## How to complete this task
Below are some entries; report how many of their lines contain the word "ConfigListener", giving nothing besides the number.

## Supplied material
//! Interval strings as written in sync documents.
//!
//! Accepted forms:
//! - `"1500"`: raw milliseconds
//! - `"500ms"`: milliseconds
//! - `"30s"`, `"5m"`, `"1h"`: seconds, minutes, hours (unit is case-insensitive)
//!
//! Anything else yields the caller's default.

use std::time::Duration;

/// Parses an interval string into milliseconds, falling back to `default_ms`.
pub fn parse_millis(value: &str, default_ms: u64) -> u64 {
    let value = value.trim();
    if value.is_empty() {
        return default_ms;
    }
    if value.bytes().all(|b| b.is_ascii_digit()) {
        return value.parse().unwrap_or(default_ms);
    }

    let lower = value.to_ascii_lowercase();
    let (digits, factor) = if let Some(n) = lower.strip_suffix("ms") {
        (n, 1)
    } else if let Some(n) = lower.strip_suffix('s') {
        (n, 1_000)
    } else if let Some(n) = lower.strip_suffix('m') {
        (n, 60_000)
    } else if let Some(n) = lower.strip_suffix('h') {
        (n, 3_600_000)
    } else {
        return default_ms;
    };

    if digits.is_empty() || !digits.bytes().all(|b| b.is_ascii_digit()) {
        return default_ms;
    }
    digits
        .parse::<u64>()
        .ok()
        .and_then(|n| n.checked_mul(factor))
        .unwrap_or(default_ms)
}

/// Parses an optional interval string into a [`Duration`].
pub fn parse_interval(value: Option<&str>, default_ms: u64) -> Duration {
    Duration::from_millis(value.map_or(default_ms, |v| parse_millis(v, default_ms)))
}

---

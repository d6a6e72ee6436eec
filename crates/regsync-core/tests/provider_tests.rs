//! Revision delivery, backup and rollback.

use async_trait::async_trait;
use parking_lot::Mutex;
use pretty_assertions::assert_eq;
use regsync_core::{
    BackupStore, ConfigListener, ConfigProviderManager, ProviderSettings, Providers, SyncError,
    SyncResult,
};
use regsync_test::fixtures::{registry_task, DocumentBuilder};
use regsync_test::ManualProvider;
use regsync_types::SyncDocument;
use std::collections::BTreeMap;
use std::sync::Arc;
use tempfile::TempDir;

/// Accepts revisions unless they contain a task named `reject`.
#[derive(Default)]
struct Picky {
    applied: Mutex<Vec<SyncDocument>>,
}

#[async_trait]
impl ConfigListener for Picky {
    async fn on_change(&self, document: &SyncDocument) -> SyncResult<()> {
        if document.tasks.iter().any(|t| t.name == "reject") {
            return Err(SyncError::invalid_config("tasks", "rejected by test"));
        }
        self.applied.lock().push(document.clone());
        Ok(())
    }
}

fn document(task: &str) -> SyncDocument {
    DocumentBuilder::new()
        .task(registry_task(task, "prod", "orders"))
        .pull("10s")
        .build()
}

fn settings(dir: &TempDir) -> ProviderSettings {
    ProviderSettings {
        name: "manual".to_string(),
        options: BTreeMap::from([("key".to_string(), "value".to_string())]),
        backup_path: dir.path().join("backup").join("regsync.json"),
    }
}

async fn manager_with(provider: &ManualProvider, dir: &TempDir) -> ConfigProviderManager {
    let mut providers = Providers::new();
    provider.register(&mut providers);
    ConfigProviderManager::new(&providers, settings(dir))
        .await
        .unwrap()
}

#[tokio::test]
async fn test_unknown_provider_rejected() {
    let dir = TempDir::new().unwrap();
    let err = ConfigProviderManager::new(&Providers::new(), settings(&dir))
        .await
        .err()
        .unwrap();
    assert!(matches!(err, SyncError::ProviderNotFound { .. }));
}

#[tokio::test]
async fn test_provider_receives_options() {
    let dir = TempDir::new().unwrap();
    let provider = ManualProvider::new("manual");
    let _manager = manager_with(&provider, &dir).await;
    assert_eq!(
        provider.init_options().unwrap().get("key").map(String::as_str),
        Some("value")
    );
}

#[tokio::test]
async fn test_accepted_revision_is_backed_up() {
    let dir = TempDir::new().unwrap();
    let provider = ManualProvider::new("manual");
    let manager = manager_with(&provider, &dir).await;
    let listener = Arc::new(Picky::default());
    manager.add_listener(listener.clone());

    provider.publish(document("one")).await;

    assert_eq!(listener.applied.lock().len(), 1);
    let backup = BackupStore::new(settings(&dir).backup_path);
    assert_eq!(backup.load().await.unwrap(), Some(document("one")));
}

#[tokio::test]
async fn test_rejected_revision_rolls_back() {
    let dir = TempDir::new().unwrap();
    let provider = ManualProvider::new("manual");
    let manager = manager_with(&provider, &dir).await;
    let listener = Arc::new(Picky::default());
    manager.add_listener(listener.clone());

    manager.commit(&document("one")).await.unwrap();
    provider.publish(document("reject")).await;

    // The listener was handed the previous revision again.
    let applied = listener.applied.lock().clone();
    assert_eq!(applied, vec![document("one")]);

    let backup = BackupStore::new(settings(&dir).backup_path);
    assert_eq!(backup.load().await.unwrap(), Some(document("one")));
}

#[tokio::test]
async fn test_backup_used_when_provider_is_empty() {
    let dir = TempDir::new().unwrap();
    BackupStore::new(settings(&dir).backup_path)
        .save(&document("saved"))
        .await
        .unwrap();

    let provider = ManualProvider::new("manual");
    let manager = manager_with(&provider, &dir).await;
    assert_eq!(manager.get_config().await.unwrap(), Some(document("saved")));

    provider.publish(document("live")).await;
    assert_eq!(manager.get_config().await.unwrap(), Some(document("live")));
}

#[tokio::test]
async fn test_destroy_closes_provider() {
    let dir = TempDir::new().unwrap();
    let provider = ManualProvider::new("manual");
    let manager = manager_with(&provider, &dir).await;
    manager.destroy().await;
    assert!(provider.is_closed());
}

## The completed task
2